For the entries below, repeat exactly each line starting with the one that contains "inline_code(&event.player.clan)" and going on through the one that contains "fn format_whisper(payload: &[u8])", and no others.

→ Given records
########
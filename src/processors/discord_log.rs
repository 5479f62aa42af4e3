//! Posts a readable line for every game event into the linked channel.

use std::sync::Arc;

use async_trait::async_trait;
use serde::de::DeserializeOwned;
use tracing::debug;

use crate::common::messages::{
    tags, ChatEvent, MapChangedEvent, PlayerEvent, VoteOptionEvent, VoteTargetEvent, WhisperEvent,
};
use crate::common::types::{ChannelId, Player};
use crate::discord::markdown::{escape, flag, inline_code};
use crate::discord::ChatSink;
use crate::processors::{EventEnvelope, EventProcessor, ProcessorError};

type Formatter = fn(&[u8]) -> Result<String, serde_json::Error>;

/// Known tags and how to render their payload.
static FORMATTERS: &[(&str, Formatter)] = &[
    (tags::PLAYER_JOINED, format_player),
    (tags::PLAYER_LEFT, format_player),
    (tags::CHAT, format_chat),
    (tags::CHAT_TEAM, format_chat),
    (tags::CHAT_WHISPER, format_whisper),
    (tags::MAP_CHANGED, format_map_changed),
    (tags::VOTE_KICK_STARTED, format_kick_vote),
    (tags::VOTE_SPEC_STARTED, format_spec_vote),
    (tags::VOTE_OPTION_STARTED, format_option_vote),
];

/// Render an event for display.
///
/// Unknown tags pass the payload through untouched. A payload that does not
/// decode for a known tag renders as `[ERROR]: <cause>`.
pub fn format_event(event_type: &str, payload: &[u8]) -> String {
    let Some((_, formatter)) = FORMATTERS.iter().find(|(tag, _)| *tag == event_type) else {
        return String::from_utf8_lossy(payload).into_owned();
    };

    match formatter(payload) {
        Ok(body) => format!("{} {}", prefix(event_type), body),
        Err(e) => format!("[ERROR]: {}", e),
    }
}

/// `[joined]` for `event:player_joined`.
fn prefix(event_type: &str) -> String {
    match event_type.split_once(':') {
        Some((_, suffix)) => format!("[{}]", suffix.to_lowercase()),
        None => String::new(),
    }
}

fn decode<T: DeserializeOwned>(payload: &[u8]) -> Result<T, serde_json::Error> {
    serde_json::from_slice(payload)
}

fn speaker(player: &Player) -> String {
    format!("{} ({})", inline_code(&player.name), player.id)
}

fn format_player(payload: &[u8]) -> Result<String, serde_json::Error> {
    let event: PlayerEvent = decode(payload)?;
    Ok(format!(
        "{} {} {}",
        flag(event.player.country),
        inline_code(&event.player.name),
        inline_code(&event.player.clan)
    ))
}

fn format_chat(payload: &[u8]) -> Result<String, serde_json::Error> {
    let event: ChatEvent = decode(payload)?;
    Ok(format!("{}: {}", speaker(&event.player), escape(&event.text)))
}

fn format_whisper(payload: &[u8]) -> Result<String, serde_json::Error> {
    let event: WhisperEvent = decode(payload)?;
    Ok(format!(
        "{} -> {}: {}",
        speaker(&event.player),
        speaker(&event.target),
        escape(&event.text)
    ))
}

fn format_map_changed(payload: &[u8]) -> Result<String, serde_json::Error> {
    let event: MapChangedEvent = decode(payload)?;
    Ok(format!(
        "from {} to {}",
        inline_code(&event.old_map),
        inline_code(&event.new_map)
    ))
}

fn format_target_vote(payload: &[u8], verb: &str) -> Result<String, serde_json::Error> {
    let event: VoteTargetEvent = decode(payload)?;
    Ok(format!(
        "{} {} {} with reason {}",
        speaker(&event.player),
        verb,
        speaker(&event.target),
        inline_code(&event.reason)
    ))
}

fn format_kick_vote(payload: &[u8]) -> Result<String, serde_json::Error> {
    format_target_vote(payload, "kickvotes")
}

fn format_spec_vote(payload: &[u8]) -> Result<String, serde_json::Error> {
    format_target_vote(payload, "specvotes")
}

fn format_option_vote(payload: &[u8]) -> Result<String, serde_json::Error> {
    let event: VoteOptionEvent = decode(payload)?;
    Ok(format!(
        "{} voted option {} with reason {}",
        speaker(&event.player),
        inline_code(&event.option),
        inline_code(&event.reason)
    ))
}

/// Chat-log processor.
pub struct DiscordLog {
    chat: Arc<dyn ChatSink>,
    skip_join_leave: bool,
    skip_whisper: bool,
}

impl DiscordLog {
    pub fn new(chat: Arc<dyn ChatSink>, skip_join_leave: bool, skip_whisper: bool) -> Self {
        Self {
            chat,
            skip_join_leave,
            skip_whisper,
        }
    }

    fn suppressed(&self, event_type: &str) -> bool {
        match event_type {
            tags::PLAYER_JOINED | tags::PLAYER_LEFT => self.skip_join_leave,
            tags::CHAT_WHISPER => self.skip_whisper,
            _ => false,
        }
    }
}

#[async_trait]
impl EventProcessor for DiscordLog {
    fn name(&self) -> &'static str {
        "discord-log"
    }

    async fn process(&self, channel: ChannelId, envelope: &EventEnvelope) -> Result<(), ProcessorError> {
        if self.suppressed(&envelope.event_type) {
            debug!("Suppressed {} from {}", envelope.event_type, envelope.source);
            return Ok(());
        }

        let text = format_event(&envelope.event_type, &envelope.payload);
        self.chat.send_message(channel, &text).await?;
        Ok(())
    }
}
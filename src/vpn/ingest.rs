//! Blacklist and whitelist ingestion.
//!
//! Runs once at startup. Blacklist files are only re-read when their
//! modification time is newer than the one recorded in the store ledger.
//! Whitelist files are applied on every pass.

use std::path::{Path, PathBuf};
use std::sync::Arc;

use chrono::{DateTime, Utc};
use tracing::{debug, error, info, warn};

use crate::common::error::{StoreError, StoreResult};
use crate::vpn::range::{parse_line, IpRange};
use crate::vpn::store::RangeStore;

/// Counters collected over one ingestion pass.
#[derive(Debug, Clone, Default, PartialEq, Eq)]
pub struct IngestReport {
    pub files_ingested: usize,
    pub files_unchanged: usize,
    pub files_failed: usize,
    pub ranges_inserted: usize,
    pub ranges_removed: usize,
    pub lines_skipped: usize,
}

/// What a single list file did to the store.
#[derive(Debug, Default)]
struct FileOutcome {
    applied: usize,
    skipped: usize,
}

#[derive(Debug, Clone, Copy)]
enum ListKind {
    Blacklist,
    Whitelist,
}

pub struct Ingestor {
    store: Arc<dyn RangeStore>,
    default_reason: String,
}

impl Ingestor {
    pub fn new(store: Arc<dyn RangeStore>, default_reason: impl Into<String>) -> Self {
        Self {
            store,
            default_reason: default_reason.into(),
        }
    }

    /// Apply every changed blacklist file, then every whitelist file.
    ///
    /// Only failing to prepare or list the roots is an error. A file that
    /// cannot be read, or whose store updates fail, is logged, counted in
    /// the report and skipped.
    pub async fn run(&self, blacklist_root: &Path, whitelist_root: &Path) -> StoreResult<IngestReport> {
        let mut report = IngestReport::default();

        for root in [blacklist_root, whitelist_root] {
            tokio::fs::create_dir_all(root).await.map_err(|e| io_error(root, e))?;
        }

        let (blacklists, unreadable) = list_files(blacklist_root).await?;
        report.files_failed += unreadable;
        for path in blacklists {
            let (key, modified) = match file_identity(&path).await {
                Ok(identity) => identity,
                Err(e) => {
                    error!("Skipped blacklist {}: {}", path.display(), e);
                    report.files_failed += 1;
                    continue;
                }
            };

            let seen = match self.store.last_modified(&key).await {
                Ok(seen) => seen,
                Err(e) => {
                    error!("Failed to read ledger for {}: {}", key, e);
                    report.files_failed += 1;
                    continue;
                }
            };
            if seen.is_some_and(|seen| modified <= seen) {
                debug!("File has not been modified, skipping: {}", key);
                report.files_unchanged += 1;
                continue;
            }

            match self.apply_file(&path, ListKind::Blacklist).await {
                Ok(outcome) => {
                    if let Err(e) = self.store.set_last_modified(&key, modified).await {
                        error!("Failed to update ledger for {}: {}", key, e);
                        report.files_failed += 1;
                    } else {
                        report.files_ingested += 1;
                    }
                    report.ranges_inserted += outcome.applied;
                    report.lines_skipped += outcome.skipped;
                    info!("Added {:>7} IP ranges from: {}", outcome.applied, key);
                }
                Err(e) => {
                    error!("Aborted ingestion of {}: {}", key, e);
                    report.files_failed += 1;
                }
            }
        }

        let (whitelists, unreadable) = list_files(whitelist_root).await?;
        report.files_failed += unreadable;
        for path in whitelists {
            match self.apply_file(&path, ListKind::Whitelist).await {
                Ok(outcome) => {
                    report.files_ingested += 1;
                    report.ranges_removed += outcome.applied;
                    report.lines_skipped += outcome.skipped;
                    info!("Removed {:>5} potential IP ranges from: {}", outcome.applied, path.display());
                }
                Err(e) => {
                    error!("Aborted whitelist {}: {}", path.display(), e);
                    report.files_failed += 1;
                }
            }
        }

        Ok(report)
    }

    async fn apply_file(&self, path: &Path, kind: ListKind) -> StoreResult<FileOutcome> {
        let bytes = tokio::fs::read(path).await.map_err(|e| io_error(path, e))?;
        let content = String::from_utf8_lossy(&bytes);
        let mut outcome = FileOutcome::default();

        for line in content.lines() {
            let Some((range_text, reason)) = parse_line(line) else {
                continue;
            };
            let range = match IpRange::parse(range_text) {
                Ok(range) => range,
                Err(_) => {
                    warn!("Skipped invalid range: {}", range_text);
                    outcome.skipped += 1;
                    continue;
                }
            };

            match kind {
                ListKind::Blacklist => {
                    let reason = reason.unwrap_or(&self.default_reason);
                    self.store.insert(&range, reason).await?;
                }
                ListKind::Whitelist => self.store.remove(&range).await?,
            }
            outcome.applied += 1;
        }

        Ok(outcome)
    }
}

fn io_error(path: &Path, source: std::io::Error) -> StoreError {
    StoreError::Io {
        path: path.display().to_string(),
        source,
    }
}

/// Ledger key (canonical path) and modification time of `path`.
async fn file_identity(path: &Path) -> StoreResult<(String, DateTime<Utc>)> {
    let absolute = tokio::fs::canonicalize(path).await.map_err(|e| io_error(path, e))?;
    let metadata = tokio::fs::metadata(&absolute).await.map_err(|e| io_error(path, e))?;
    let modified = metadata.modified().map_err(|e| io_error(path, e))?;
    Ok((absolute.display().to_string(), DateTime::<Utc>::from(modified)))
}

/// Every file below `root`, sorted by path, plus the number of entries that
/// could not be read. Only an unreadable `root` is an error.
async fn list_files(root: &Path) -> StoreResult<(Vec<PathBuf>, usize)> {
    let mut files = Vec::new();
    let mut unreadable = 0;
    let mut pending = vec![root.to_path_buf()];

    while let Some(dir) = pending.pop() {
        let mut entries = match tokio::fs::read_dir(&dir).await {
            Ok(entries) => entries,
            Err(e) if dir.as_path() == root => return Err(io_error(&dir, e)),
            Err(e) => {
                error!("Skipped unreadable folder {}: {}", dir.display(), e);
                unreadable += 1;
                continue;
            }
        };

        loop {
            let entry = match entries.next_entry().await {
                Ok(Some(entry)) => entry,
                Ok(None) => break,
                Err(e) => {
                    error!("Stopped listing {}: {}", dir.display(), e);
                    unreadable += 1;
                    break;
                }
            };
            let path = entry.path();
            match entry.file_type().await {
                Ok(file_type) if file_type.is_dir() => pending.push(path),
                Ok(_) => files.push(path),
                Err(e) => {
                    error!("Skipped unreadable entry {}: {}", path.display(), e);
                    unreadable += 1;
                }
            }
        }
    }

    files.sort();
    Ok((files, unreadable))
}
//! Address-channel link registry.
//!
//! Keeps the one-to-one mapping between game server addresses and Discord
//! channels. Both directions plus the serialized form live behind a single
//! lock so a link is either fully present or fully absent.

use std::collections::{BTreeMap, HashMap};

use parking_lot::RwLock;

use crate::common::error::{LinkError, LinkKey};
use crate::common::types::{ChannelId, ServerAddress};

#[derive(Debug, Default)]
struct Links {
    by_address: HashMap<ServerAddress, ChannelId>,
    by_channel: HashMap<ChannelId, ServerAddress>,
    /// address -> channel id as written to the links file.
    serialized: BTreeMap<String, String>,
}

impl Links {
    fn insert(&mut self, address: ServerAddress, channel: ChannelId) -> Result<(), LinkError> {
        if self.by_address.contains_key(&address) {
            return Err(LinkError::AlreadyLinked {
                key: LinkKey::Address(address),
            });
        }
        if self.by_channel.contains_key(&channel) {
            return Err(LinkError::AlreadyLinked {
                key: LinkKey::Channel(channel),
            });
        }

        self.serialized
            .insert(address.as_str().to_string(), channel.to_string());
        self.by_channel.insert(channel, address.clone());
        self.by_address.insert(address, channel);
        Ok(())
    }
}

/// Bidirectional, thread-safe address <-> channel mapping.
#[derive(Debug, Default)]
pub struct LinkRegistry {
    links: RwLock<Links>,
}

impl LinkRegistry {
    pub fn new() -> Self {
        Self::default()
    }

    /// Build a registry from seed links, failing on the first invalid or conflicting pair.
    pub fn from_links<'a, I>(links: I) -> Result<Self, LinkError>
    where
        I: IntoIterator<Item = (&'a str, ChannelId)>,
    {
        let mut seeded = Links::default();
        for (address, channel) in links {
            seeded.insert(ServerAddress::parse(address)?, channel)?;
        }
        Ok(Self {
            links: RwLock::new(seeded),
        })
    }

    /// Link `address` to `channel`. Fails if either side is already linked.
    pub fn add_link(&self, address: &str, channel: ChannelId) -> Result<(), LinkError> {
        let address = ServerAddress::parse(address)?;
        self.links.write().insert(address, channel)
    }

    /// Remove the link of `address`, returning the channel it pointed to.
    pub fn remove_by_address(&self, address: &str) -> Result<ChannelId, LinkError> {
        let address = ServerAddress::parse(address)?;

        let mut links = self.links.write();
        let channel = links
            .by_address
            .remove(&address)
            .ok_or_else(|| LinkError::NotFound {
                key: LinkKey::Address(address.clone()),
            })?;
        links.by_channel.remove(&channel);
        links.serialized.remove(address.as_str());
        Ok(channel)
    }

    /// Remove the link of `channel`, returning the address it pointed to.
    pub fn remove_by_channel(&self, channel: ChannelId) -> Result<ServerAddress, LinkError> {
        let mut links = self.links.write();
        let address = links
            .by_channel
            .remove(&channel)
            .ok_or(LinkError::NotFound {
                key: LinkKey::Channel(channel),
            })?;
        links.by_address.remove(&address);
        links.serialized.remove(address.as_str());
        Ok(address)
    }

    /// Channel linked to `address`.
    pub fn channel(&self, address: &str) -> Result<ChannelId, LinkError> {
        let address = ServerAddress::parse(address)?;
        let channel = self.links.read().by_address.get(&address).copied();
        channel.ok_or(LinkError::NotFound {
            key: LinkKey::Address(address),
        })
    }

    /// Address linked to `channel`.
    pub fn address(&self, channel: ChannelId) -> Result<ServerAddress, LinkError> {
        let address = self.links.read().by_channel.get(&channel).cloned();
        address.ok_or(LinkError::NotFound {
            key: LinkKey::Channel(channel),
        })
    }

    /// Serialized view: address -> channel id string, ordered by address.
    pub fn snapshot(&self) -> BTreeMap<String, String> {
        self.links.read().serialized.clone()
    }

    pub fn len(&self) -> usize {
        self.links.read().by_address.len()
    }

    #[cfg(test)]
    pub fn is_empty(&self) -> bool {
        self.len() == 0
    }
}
########
→ Your solution
        inline_code(&event.player.clan)
    ))
}

fn format_chat(payload: &[u8]) -> Result<String, serde_json::Error> {
    let event: ChatEvent = decode(payload)?;
    Ok(format!("{}: {}", speaker(&event.player), escape(&event.text)))
}

fn format_whisper(payload: &[u8]) -> Result<String, serde_json::Error> {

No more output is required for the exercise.